//! UseCase: セッション終了（切断クリーンアップ）
//!
//! 接続スコープの切断クリーンアップ本体。明示的な離脱でもトランスポート
//! レベルの切断でも、WebSocket ハンドラの teardown 経路から必ず呼ばれる。
//! フィールドとメンバーレコードを削除し、購読を解除し、残りの購読
//! セッションへ通知するためのスナップショットを返す。
//!
//! 同名メンバーが複数接続でフィールドを共有している場合、先に切断した
//! 接続の時点でフィールドは削除される。残った同名セッションの次の更新で
//! フィールドは再生成される（接続スコープ削除の設計どおり）。

use std::sync::Arc;

use crate::domain::{
    ConnectionId, FieldPusher, FieldsSnapshot, MemberName, RoomCode, RoomRepository,
};

use super::error::LeaveError;

/// セッション終了のユースケース
pub struct LeaveRoomUseCase {
    repository: Arc<dyn RoomRepository>,
    pusher: Arc<dyn FieldPusher>,
}

impl LeaveRoomUseCase {
    /// 新しい LeaveRoomUseCase を作成
    pub fn new(repository: Arc<dyn RoomRepository>, pusher: Arc<dyn FieldPusher>) -> Self {
        Self { repository, pusher }
    }

    /// セッション終了を実行
    ///
    /// 購読解除は冪等：既に解除済みの接続を渡しても安全。
    ///
    /// # Arguments
    ///
    /// * `code` - 対象ルーム
    /// * `name` - 切断したセッションのメンバー名
    /// * `connection_id` - 切断した接続の識別子
    ///
    /// # Returns
    ///
    /// * `Ok(FieldsSnapshot)` - 削除後のフィールドスナップショット（残存者への通知用）
    /// * `Err(LeaveError)` - ルーム不在
    pub async fn execute(
        &self,
        code: &RoomCode,
        name: &MemberName,
        connection_id: &ConnectionId,
    ) -> Result<FieldsSnapshot, LeaveError> {
        // 購読解除を最初に行う。以降の削除通知がこの接続へ流れない。
        self.pusher.unregister(connection_id).await;

        // 削除とスナップショット取得は同一クリティカルセクション。
        let snapshot = self.repository.delete_field(code, name).await?;
        self.repository.remove_member(code, name).await?;

        tracing::info!("Member '{}' left room '{}'", name, code);
        Ok(snapshot)
    }

    /// member-left とスナップショットを残りの購読セッションへブロードキャスト
    ///
    /// # Arguments
    ///
    /// * `room` - 対象ルーム
    /// * `message` - ブロードキャストするメッセージ（直列化済み JSON）
    pub async fn broadcast_left(&self, room: &RoomCode, message: &str) {
        if let Err(e) = self.pusher.broadcast_room(room, message).await {
            tracing::warn!("Failed to broadcast member-left in '{}': {}", room, e);
        }
    }

    /// ルームに残っている購読セッション数を取得
    pub async fn count_remaining_subscribers(&self, room: &RoomCode) -> usize {
        self.pusher.count_room_subscribers(room).await
    }
}
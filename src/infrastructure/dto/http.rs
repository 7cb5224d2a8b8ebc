//! HTTP API request/response DTOs.

use serde::{Deserialize, Serialize};

/// Request body for `POST /api/rooms`
#[derive(Debug, Clone, Serialize, Deserialize)]
pub struct CreateRoomRequest {
    pub code: String,
    pub name: String,
}

/// Room summary for the rooms list
#[derive(Debug, Clone, Serialize, Deserialize)]
pub struct RoomSummaryDto {
    pub code: String,
    pub name: String,
    pub member_count: usize,
    /// RFC 3339 in WIB
    pub created_at: String,
}

/// Member detail within a room
#[derive(Debug, Clone, Serialize, Deserialize)]
pub struct MemberDetailDto {
    pub name: String,
    #[serde(skip_serializing_if = "Option::is_none")]
    pub device_id: Option<String>,
    /// RFC 3339 in WIB
    pub joined_at: String,
}

/// Room detail for `GET /api/rooms/{code}` and `POST /api/rooms`
#[derive(Debug, Clone, Serialize, Deserialize)]
pub struct RoomDetailDto {
    pub code: String,
    pub name: String,
    pub members: Vec<MemberDetailDto>,
    /// RFC 3339 in WIB
    pub created_at: String,
}

/// Error body for 4xx responses
#[derive(Debug, Clone, Serialize, Deserialize)]
pub struct ErrorBody {
    pub error: String,
}
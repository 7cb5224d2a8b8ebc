//! ドメイン層
//!
//! ルームとフィールド同期モデルの中核。値オブジェクト、エンティティ、
//! 純粋なスナップショットロジック、および下位層への抽象インターフェース
//! （Repository / Pusher trait）を定義します。この層は I/O を持ちません。

pub mod entity;
pub mod error;
pub mod pusher;
pub mod repository;
pub mod snapshot;
pub mod value_object;

pub use entity::{FieldEntry, Member, Room, RoomInfo};
pub use error::{DomainError, RepositoryError};
pub use pusher::{ConnectionId, FieldPusher, PushError, PusherChannel};
pub use repository::RoomRepository;
pub use snapshot::FieldsSnapshot;
pub use value_object::{MemberName, RoomCode, RoomName, Timestamp};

_Aim of the task:_ From the records given above, copy all lines containing "async".

_Finished exercise:_
    pub async fn execute(
    pub async fn broadcast_left(&self, room: &RoomCode, message: &str) {
    pub async fn count_remaining_subscribers(&self, room: &RoomCode) -> usize {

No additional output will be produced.